Kansas Banks May Offer Payday Loan Alternatives
By Paul RizzoPayday Loan Writer
A federal bank regulator is trying to get state-chartered banks to offer short-term, small-dollar loans in an effort aimed directly at the payday loan industry. The Wichita Eagle reports.
Last month, the Federal Deposit Insurance Corp. proposed that the banks it regulates offer the loans, generally $1,000 or less, citing a “huge demand” for them but “far too few low-cost options available.”
“It’s a way to provide alternatives to [faxless payday loans],” said FDIC spokesman David Barr.
Some local bankers are skeptical that offering such loans will be cost effective for them, while others think it can be done profitably for a few banks.
Fast payday loan lenders said they welcome the competition, but don’t think that banks will be able to compete effectively with them.
“It lets the consumer choose among a variety of products,” said Steven Schlein, spokesman for the Community Financial Services Association of America, a trade group that represents the payday, or deferred presentment, industry.
Rocky Waitt, president of Rose Hill Bank, thinks it would be tough for his bank to offer short-term, small-dollar loans profitably.
He’s not swayed, either, by the FDIC’s enticement that it would look favorably at banks when they are examined for their lending practices to minorities and disadvantaged businesses.
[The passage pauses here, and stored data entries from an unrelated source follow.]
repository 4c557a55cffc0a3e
pub mod read_sim_pars;
pub mod sim_constants;
pub mod sim_opts;
use crate::error::RaceError;
use serde::{Deserialize, Serialize};

#[derive(Debug, Deserialize, Serialize, Clone, Copy, PartialEq, Eq)]
#[serde(rename_all = "snake_case")]
pub enum SegmentKind {
    Straight,
    Corner,
}

/// * `name` - Segment name shown to the user
/// * `kind` - Straight or corner
/// * `length` - (m) Length of the segment
/// * `entry_complexity` - (-) Difficulty when entering the segment
/// * `exit_complexity` - (-) Difficulty when leaving the segment
/// * `accel_coef` - (-) Scales the attainable acceleration on straights
/// * `brake_coef` - (-) Braking coefficient (kept for track data compatibility)
#[derive(Debug, Deserialize, Serialize, Clone, PartialEq)]
pub struct TrackSegment {
    pub name: String,
    #[serde(alias = "type")]
    pub kind: SegmentKind,
    pub length: f64,
    pub entry_complexity: f64,
    pub exit_complexity: f64,
    #[serde(alias = "accel_coefficient")]
    pub accel_coef: f64,
    #[serde(alias = "brake_coefficient")]
    pub brake_coef: f64,
}

impl TrackSegment {
    /// Average of entry and exit complexity, called load.
    pub fn load(&self) -> f64 {
        helpers::general::mean(&[self.entry_complexity, self.exit_complexity])
    }

    pub fn is_corner(&self) -> bool {
        self.kind == SegmentKind::Corner
    }
}

/// * `id` - Track id used by the catalog
/// * `name` - Track name
/// * `segments` - Ordered segments, traversed cyclically once per lap
#[derive(Debug, Deserialize, Serialize, Clone)]
pub struct TrackPars {
    pub id: String,
    pub name: String,
    pub segments: Vec<TrackSegment>,
}

#[derive(Debug, Clone)]
pub struct Track {
    pub id: String,
    pub name: String,
    pub segments: Vec<TrackSegment>,
    pub total_length: f64,
}

impl Track {
    /// Creates the track. An empty segment list is a simulation fault, segments with a
    /// non-finite or non-positive length are a configuration error.
    pub fn new(track_pars: &TrackPars) -> Result<Track, RaceError> {
        if track_pars.segments.is_empty() {
            return Err(RaceError::SimulationFault(format!(
                "track {} has no segments",
                track_pars.id
            )));
        }

        for seg in track_pars.segments.iter() {
            if !seg.length.is_finite() || seg.length <= 0.0 {
                return Err(RaceError::Configuration(format!(
                    "segment {} of track {} has invalid length {}",
                    seg.name, track_pars.id, seg.length
                )));
            }
        }

        Ok(Track {
            id: track_pars.id.to_owned(),
            name: track_pars.name.to_owned(),
            segments: track_pars.segments.to_owned(),
            total_length: track_pars.segments.iter().map(|s| s.length).sum(),
        })
    }

    pub fn no_segments(&self) -> usize {
        self.segments.len()
    }
}

#[cfg(test)]
mod tests {
    use super::*;
    use approx::assert_relative_eq;

    fn segment(name: &str, kind: SegmentKind, length: f64) -> TrackSegment {
        TrackSegment {
            name: name.to_owned(),
            kind,
            length,
            entry_complexity: 1.0,
            exit_complexity: 3.0,
            accel_coef: 1.0,
            brake_coef: 1.0,
        }
    }

    #[test]
    fn total_length_and_load() {
        let track = Track::new(&TrackPars {
            id: "t".to_owned(),
            name: "Test".to_owned(),
            segments: vec![
                segment("s1", SegmentKind::Straight, 100.0),
                segment("c1", SegmentKind::Corner, 50.0),
            ],
        })
        .unwrap();

        assert_relative_eq!(track.total_length, 150.0);
        assert_relative_eq!(track.segments[0].load(), 2.0);
        assert!(track.segments[1].is_corner());
    }

    #[test]
    fn empty_track_is_a_fault() {
        let err = Track::new(&TrackPars {
            id: "empty".to_owned(),
            name: "Empty".to_owned(),
            segments: vec![],
        })
        .unwrap_err();
        assert!(matches!(err, RaceError::SimulationFault(_)));
    }

    #[test]
    fn legacy_segment_keys_deserialize() {
        let seg: TrackSegment = serde_json::from_str(
            r#"{"name":"T1","type":"corner","length":80,"entry_complexity":2,
                "exit_complexity":1,"accel_coef":0.9,"brake_coef":1.1}"#,
        )
        .unwrap();
        assert_eq!(seg.kind, SegmentKind::Corner);
    }
}
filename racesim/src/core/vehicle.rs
use crate::error::RaceError;
use serde::{Deserialize, Serialize};

/// (kg/m^3) Air density used for the aerodynamic drag of all vehicles.
pub const AIR_DENSITY: f64 = 1.225;

/// * `id` - Vehicle id used by the catalog, e.g. daewoo_matiz_2005
/// * `name` - Display name of the vehicle
/// * `power` - (kW) Engine power
/// * `mass` - (kg) Vehicle mass
/// * `cd` - (-) Drag coefficient
/// * `area` - (m^2) Frontal area
/// * `tire_grip` - (-) Scalar tire grip coefficient
#[derive(Debug, Deserialize, Serialize, Clone)]
pub struct VehiclePars {
    pub id: String,
    pub name: String,
    pub power: f64,
    pub mass: f64,
    #[serde(alias = "drag_coefficient")]
    pub cd: f64,
    #[serde(alias = "frontal_area")]
    pub area: f64,
    pub tire_grip: f64,
}

/// Vehicle is immutable during a race. It is constructed from its parameters and passed by
/// value into the engine.
#[derive(Debug, Clone, PartialEq)]
pub struct Vehicle {
    pub id: String,
    pub name: String,
    pub power: f64,
    pub mass: f64,
    pub drag_coefficient: f64,
    pub frontal_area: f64,
    pub tire_grip: f64,
}

impl Vehicle {
    pub fn new(vehicle_pars: &VehiclePars) -> Vehicle {
        Vehicle {
            id: vehicle_pars.id.to_owned(),
            name: vehicle_pars.name.to_owned(),
            power: vehicle_pars.power,
            mass: vehicle_pars.mass,
            drag_coefficient: vehicle_pars.cd,
            frontal_area: vehicle_pars.area,
            tire_grip: vehicle_pars.tire_grip,
        }
    }

    /// (W) Engine power.
    pub fn power_watts(&self) -> f64 {
        self.power * 1000.0
    }

    /// (kg/m) Factor k in the drag force F = k * v^2.
    pub fn drag_factor(&self, rho: f64) -> f64 {
        0.5 * self.drag_coefficient * rho * self.frontal_area
    }

    /// (m/s) Top speed at which the whole engine power is consumed by aerodynamic drag.
    pub fn max_power_limited_speed(&self, rho: f64) -> f64 {
        (self.power_watts() / self.drag_factor(rho).max(1e-9)).cbrt()
    }

    /// The method checks that all parameters the physics model divides by or scales with are
    /// usable.
    pub fn validate(&self) -> Result<(), RaceError> {
        let checks = [
            ("power", self.power),
            ("mass", self.mass),
            ("drag coefficient", self.drag_coefficient),
            ("frontal area", self.frontal_area),
            ("tire grip", self.tire_grip),
        ];

        for (label, value) in checks.iter() {
            if !value.is_finite() || *value <= 0.0 {
                return Err(RaceError::Configuration(format!(
                    "vehicle {} has invalid {}: {}",
                    self.id, label, value
                )));
            }
        }
        Ok(())
    }
}

#[cfg(test)]
mod tests {
    use super::*;
    use approx::assert_relative_eq;

    fn pars() -> VehiclePars {
        VehiclePars {
            id: "c".to_owned(),
            name: "Car".to_owned(),
            power: 100.0,
            mass: 1000.0,
            cd: 0.35,
            area: 2.0,
            tire_grip: 1.0,
        }
    }

    #[test]
    fn derived_quantities() {
        let vehicle = Vehicle::new(&pars());
        assert_relative_eq!(vehicle.power_watts(), 100_000.0);

        let expected = (100_000.0 / (0.5 * 0.35 * AIR_DENSITY * 2.0)).powf(1.0 / 3.0);
        assert_relative_eq!(
            vehicle.max_power_limited_speed(AIR_DENSITY),
            expected,
            epsilon = 1e-9
        );
    }

    #[test]
    fn zero_mass_is_rejected() {
        let mut vehicle_pars = pars();
        vehicle_pars.mass = 0.0;
        let err = Vehicle::new(&vehicle_pars).validate().unwrap_err();
        assert!(matches!(err, RaceError::Configuration(_)));
        assert!(err.to_string().contains("mass"));
    }

    #[test]
    fn long_field_names_deserialize() {
        let vehicle_pars: VehiclePars = serde_json::from_str(
            r#"{"id":"x","name":"X","power":38,"mass":800,"drag_coefficient":0.32,
                "frontal_area":1.9,"tire_grip":0.9}"#,
        )
        .unwrap();
        assert_relative_eq!(vehicle_pars.cd, 0.32);
        assert_relative_eq!(vehicle_pars.area, 1.9);
    }
}
use crate::core::driver::{DriverProfile, SkillGain};
use crate::core::race_state::PenaltyRecord;
use serde::{Deserialize, Serialize};

/// RaceSummary is the final result of one simulated race.
#[derive(Debug, Clone, PartialEq, Serialize, Deserialize)]
pub struct RaceSummary {
    /// (s) Driving time plus all penalties
    pub total_time: f64,
    pub total_distance_km: f64,
    pub incident_count: u32,
    pub clean_corner_count: u32,
    pub penalty_log: Vec<PenaltyRecord>,
}

/// RaceReport bundles the summary of a race with the progression it caused.
#[derive(Debug, Clone, PartialEq, Serialize, Deserialize)]
pub struct RaceReport {
    pub summary: RaceSummary,
    pub skill_gains: Vec<SkillGain>,
    /// Driver profile after the progression was applied
    pub profile: DriverProfile,
}

/// Outcome of a single lobby participant: a report, or the error that ended its race.
#[derive(Debug, Clone, PartialEq, Serialize, Deserialize)]
#[serde(rename_all = "snake_case")]
pub enum Outcome {
    Finished(RaceReport),
    Failed { error: String },
}

#[derive(Debug, Clone, PartialEq, Serialize, Deserialize)]
pub struct ParticipantOutcome {
    pub user_id: String,
    pub name: String,
    pub outcome: Outcome,
}

impl ParticipantOutcome {
    pub fn finished(user_id: &str, name: &str, report: RaceReport) -> ParticipantOutcome {
        ParticipantOutcome {
            user_id: user_id.to_owned(),
            name: name.to_owned(),
            outcome: Outcome::Finished(report),
        }
    }

    pub fn failed(user_id: &str, name: &str, error: impl ToString) -> ParticipantOutcome {
        ParticipantOutcome {
            user_id: user_id.to_owned(),
            name: name.to_owned(),
            outcome: Outcome::Failed {
                error: error.to_string(),
            },
        }
    }

    pub fn summary(&self) -> Option<&RaceSummary> {
        match &self.outcome {
            Outcome::Finished(report) => Some(&report.summary),
            Outcome::Failed { .. } => None,
        }
    }

    pub fn error(&self) -> Option<&str> {
        match &self.outcome {
            Outcome::Finished(_) => None,
            Outcome::Failed { error } => Some(error),
        }
    }
}
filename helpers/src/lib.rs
pub mod general;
The FDIC regularly examines banks for lending to those groups under the Community Reinvestment Act.
Banks are heavily governed by state and federal rules, and typically have caps on the annual percentage rate they can charge - well below the 391 percent APR some quick cash loan lenders charge.
” (Payday lenders) don’t have near the red tape that we do,” Waitt said.
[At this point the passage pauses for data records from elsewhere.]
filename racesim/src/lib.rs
//! A time-discrete race simulator.
//!
//! A single `RaceEngine` steps one vehicle around a segment-based track, applying a simple
//! longitudinal physics model and a seeded stochastic incident model. The lobby coordinator
//! runs one engine per participant concurrently behind a rendezvous barrier and aggregates
//! the results into standings.

pub mod core;
pub mod error;
pub mod interfaces;
pub mod post;
pub mod pre;

pub use crate::error::{RaceError, SinkError, ValidationError};
use crate::error::RaceError;
use crate::pre::sim_constants::SimConstants;
use serde::{Deserialize, Serialize};
use std::fmt;

/// Skill value every new driver starts with.
pub const DEFAULT_SKILL: f64 = 70.0;
pub const MAX_SKILL: f64 = 100.0;

#[derive(Debug, Clone, Copy, PartialEq, Eq, PartialOrd, Ord, Hash, Serialize, Deserialize)]
#[serde(rename_all = "snake_case")]
pub enum Skill {
    Braking,
    Consistency,
    Stress,
    Throttle,
    Cornering,
    Starts,
}

impl Skill {
    pub const ALL: [Skill; 6] = [
        Skill::Braking,
        Skill::Consistency,
        Skill::Stress,
        Skill::Throttle,
        Skill::Cornering,
        Skill::Starts,
    ];

    pub fn name(&self) -> &'static str {
        match self {
            Skill::Braking => "braking",
            Skill::Consistency => "consistency",
            Skill::Stress => "stress",
            Skill::Throttle => "throttle",
            Skill::Cornering => "cornering",
            Skill::Starts => "starts",
        }
    }
}

impl fmt::Display for Skill {
    fn fmt(&self, f: &mut fmt::Formatter) -> fmt::Result {
        f.pad(self.name())
    }
}

/// SkillGain describes the change of one skill after a race.
#[derive(Debug, Clone, Copy, PartialEq, Serialize, Deserialize)]
pub struct SkillGain {
    pub skill: Skill,
    pub delta: f64,
    pub new: f64,
}

/// DriverProfile is the persistable progression state of a driver. The core only ever reads
/// and returns snapshots of it, storing them is up to the caller.
///
/// * `id` - Driver id, equal to the user id
/// * `name` - Driver name
/// * `braking` ... `starts` - Skills in [0, 100]
/// * `experience` - Accumulated experience points
#[derive(Debug, Clone, PartialEq, Serialize, Deserialize)]
pub struct DriverProfile {
    pub id: String,
    pub name: String,
    pub braking: f64,
    pub consistency: f64,
    pub stress: f64,
    pub throttle: f64,
    pub cornering: f64,
    pub starts: f64,
    #[serde(default, alias = "xp")]
    pub experience: f64,
}

impl DriverProfile {
    pub fn default_for(id: &str, name: &str) -> DriverProfile {
        DriverProfile {
            id: id.to_owned(),
            name: name.to_owned(),
            braking: DEFAULT_SKILL,
            consistency: DEFAULT_SKILL,
            stress: DEFAULT_SKILL,
            throttle: DEFAULT_SKILL,
            cornering: DEFAULT_SKILL,
            starts: DEFAULT_SKILL,
            experience: 0.0,
        }
    }

    pub fn to_json(&self) -> Result<String, RaceError> {
        serde_json::to_string(self)
            .map_err(|e| RaceError::Configuration(format!("could not encode driver profile: {}", e)))
    }

    pub fn from_json(s: &str) -> Result<DriverProfile, RaceError> {
        let driver: DriverProfile = serde_json::from_str(s).map_err(|e| {
            RaceError::Configuration(format!("could not decode driver profile: {}", e))
        })?;
        driver.validate()?;
        Ok(driver)
    }

    /// validate checks that every skill is in [0, MAX_SKILL] and the experience is finite and
    /// not negative.
    pub fn validate(&self) -> Result<(), RaceError> {
        for &skill in Skill::ALL.iter() {
            let value = self.skill(skill);
            if !(0.0..=MAX_SKILL).contains(&value) {
                return Err(RaceError::Configuration(format!(
                    "driver {} has invalid {} skill: {}",
                    self.id, skill, value
                )));
            }
        }
        if !self.experience.is_finite() || self.experience < 0.0 {
            return Err(RaceError::Configuration(format!(
                "driver {} has invalid experience: {}",
                self.id, self.experience
            )));
        }
        Ok(())
    }

    pub fn skill(&self, skill: Skill) -> f64 {
        match skill {
            Skill::Braking => self.braking,
            Skill::Consistency => self.consistency,
            Skill::Stress => self.stress,
            Skill::Throttle => self.throttle,
            Skill::Cornering => self.cornering,
            Skill::Starts => self.starts,
        }
    }

    fn skill_mut(&mut self, skill: Skill) -> &mut f64 {
        match skill {
            Skill::Braking => &mut self.braking,
            Skill::Consistency => &mut self.consistency,
            Skill::Stress => &mut self.stress,
            Skill::Throttle => &mut self.throttle,
            Skill::Cornering => &mut self.cornering,
            Skill::Starts => &mut self.starts,
        }
    }

    /// update_after_race applies the progression of a finished race to all skills and the
    /// experience. It returns the gain of every skill in the order of `Skill::ALL`, including
    /// zero gains of skills that already reached the maximum.
    pub fn update_after_race(
        &mut self,
        km_driven: f64,
        incidents: u32,
        clean_corners: u32,
        sim_consts: &SimConstants,
    ) -> Result<Vec<SkillGain>, RaceError> {
        self.validate()?;
        self.experience += km_driven * sim_consts.xp_per_km;

        let perf = performance(clean_corners, incidents);
        let mut gains = Vec::with_capacity(Skill::ALL.len());

        for &skill in Skill::ALL.iter() {
            let pars = sim_consts.progression_for(skill.name()).ok_or_else(|| {
                RaceError::Configuration(format!("no progression parameters for {}", skill))
            })?;

            let cur = self.skill(skill);
            let delta = (pars.eta * (1.0 - cur / pars.target) * (0.25 + 0.75 * perf)).clamp(0.05, 1.2);
            let new = (cur + delta).min(MAX_SKILL);
            *self.skill_mut(skill) = new;

            gains.push(SkillGain {
                skill,
                delta: new - cur,
                new,
            });
        }

        Ok(gains)
    }
}

/// Race performance in [0.7, 1.3] derived from the share of clean corner ticks.
pub fn performance(clean_corners: u32, incidents: u32) -> f64 {
    let total = (clean_corners + incidents).max(1);
    0.7 + 0.6 * clean_corners as f64 / total as f64
}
But Mike Daniels of Kansas State Bank of Manhattan said he has seen models of how banks and credit unions are offering such loans profitably. But those models require that a bank have “large numbers to get economies of scale.”
“If you have that right type of customer base, it definitely could work,” he said.
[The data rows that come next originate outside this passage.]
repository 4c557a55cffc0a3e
use clap::Parser;
use helpers::general::{mean, min_max};
use racesim::core::handle_race::{handle_participant_race, handle_race, RaceResources, RunPars};
use racesim::core::lobby::{LobbyRegistry, Participant};
use racesim::interfaces::catalog::RaceCatalog;
use racesim::interfaces::event_sink::{ChannelSink, NullSink, RaceEvent, TaggedEvent};
use racesim::interfaces::profile_store::ProfileStore;
use racesim::post::race_result::{RaceReport, RaceSummary};
use racesim::post::standings::Standings;
use racesim::pre::read_sim_pars::{read_sim_constants, read_sim_pars, SimPars};
use racesim::pre::sim_constants::SimConstants;
use racesim::pre::sim_opts::SimOpts;
use rayon::prelude::*;
use std::thread;
use std::time::Instant;
use tracing_subscriber::EnvFilter;

fn init_logging(debug: bool) {
    let default_level = if debug { "debug" } else { "info" };
    let filter =
        EnvFilter::try_from_default_env().unwrap_or_else(|_| EnvFilter::new(default_level));
    tracing_subscriber::fmt().with_env_filter(filter).with_target(false).init();
}

fn log_event(event: &RaceEvent) {
    match event {
        RaceEvent::LapComplete { lap, time_s } => {
            tracing::info!("lap {} complete after {:.2}s", lap, time_s)
        }
        RaceEvent::RaceComplete { time_s, incidents } => {
            tracing::info!("race complete in {:.2}s, {} incidents", time_s, incidents)
        }
        RaceEvent::Penalty {
            severity,
            delta_s,
            segment,
            ..
        } => tracing::info!("{:?} incident in {}: +{:.2}s", severity, segment, delta_s),
        other => tracing::debug!("{:?}", other),
    }
}

fn print_report(name: &str, report: &RaceReport) {
    print_summary(name, &report.summary);
    for gain in report.skill_gains.iter() {
        println!("  {:<12} +{:.2} -> {:.2}", gain.skill, gain.delta, gain.new);
    }
    println!("  experience    {:.2}", report.profile.experience);
}

fn print_summary(name: &str, summary: &RaceSummary) {
    println!(
        "RESULT: {} finished {:.2}km in {:.2}s ({} incidents, {} clean corners)",
        name,
        summary.total_distance_km,
        summary.total_time,
        summary.incident_count,
        summary.clean_corner_count
    );
}

// ---- SOLO RACE ----
fn run_solo_race(
    resources: RaceResources,
    participant: &Participant,
    sim_pars: &SimPars,
    run_pars: RunPars,
) -> anyhow::Result<()> {
    let (tx, rx) = flume::unbounded();
    let printer = thread::spawn(move || {
        for event in rx.iter() {
            log_event(&event);
        }
    });

    let t_start = Instant::now();
    let report = handle_participant_race(
        resources,
        participant,
        &sim_pars.race_pars.track_id,
        run_pars,
        Box::new(ChannelSink::new(tx)),
    );
    if printer.join().is_err() {
        tracing::warn!("event printer panicked");
    }
    let report = report?;

    tracing::info!("execution time: {}ms", t_start.elapsed().as_millis());
    print_report(&participant.display_name, &report);
    Ok(())
}

// ---- MULTIPLE SOLO RUNS ----
fn run_solo_statistics(
    resources: RaceResources,
    participant: &Participant,
    sim_pars: &SimPars,
    run_pars: RunPars,
    no_sim_runs: u32,
) -> anyhow::Result<()> {
    let vehicle = resources.catalog.vehicle(&participant.vehicle_id)?;
    let track = resources.catalog.track(&sim_pars.race_pars.track_id)?;
    let driver = resources
        .profiles
        .load_or_default(&participant.user_id, &participant.display_name);

    let t_start = Instant::now();
    let summaries = (0..no_sim_runs)
        .into_par_iter()
        .map(|i| {
            let run_pars = RunPars {
                rng_seed: run_pars.rng_seed.wrapping_add(i as u64),
                ..run_pars
            };
            handle_race(
                vehicle.to_owned(),
                track.to_owned(),
                driver.to_owned(),
                run_pars,
                Box::new(NullSink),
                resources.sim_consts,
            )
            .map(|report| report.summary)
        })
        .collect::<Result<Vec<RaceSummary>, _>>()?;

    tracing::info!(
        "executed {} runs in {}ms",
        no_sim_runs,
        t_start.elapsed().as_millis()
    );

    let times: Vec<f64> = summaries.iter().map(|s| s.total_time).collect();
    let incidents: Vec<f64> = summaries.iter().map(|s| s.incident_count as f64).collect();
    let (t_min, t_max) = min_max(&times).unwrap_or((0.0, 0.0));

    println!(
        "RESULT: {} over {} runs: mean {:.2}s, min {:.2}s, max {:.2}s, mean incidents {:.2}",
        participant.display_name,
        no_sim_runs,
        mean(&times),
        t_min,
        t_max,
        mean(&incidents)
    );
    Ok(())
}

// ---- LOBBY RACE ----
fn run_lobby_race(
    resources: RaceResources,
    sim_pars: &SimPars,
    run_pars: RunPars,
    sim_opts: &SimOpts,
) -> anyhow::Result<()> {
    let registry = LobbyRegistry::new();
    let lobby_id = registry.create(&sim_pars.race_pars.track_id);
    for participant in sim_pars.race_pars.participants.iter() {
        registry.join(&lobby_id, participant.to_owned())?;
    }

    let (tx, rx) = flume::unbounded::<TaggedEvent>();
    let printer = thread::spawn(move || {
        for tagged in rx.iter() {
            let _span = tracing::info_span!("event", user = %tagged.name).entered();
            log_event(&tagged.event);
        }
    });

    let t_start = Instant::now();
    let outcomes = registry.start(&lobby_id, resources, run_pars, Some(tx));
    if printer.join().is_err() {
        tracing::warn!("event printer panicked");
    }
    let outcomes = outcomes?;
    tracing::info!("execution time: {}ms", t_start.elapsed().as_millis());

    let standings = Standings::from_outcomes(&outcomes);
    let title = format!("Lobby {} on {}", lobby_id, sim_pars.race_pars.track_id);
    standings.print_standings(&title);

    if let Some(results_path) = &sim_opts.results_path {
        standings.write_standings_to_file(&title, results_path)?;
        tracing::info!("standings written to {}", results_path.display());
    }
    Ok(())
}

fn main() -> anyhow::Result<()> {
    // PRE-PROCESSING ------------------------------------------------------------------------------
    // get simulation options from the command line arguments
    let sim_opts: SimOpts = SimOpts::parse();
    init_logging(sim_opts.debug);
    sim_opts.check_timestep_size()?;

    // get simulation parameters
    tracing::info!(
        "reading simulation parameters from {}",
        sim_opts.parfile_path.display()
    );
    let sim_pars = read_sim_pars(&sim_opts.parfile_path)?;
    let sim_consts = match &sim_opts.constants_path {
        Some(constants_path) => read_sim_constants(constants_path)?,
        None => SimConstants::default(),
    };

    let catalog = sim_pars.catalog();
    let profiles = sim_pars.profile_store();
    let resources = RaceResources {
        catalog: &catalog,
        profiles: &profiles,
        sim_consts: &sim_consts,
    };
    let run_pars = RunPars {
        tot_no_laps: sim_pars.race_pars.tot_no_laps,
        timestep_size: sim_opts.timestep_size,
        rng_seed: sim_pars.race_pars.seed,
    };

    tracing::info!(
        "simulating {} laps on {} with a time step size of {:.3}s",
        run_pars.tot_no_laps,
        sim_pars.race_pars.track_id,
        run_pars.timestep_size
    );

    // EXECUTION -----------------------------------------------------------------------------------
    match sim_pars.race_pars.participants.as_slice() {
        [] => anyhow::bail!("The parameter file does not contain any participants!"),
        [participant] if sim_opts.no_sim_runs > 1 => run_solo_statistics(
            resources,
            participant,
            &sim_pars,
            run_pars,
            sim_opts.no_sim_runs,
        ),
        [participant] => run_solo_race(resources, participant, &sim_pars, run_pars),
        _ => run_lobby_race(resources, &sim_pars, run_pars, &sim_opts),
    }
}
Daniels, whose bank plans to open a Wichita branch this year, said it’s still uncertain whether Kansas State Bank will offer the cash advance loans.
Bruce Harris is owner of A-OK Inc., which owns and operates five A-OK Pawn and Retail stores in the Wichita area. Part of his business includes providing payday loans.
Harris said he thinks a lot of banks don’t want to offer payday cash loans because that would impact the money they get from bounced check fees.
“They probably don’t want to do short term loans” for that reason, he said.
Also, he said, his company has gotten efficient about issuing payday loans and doesn’t have the same processes as a bank. His is a much quicker process, Harris said.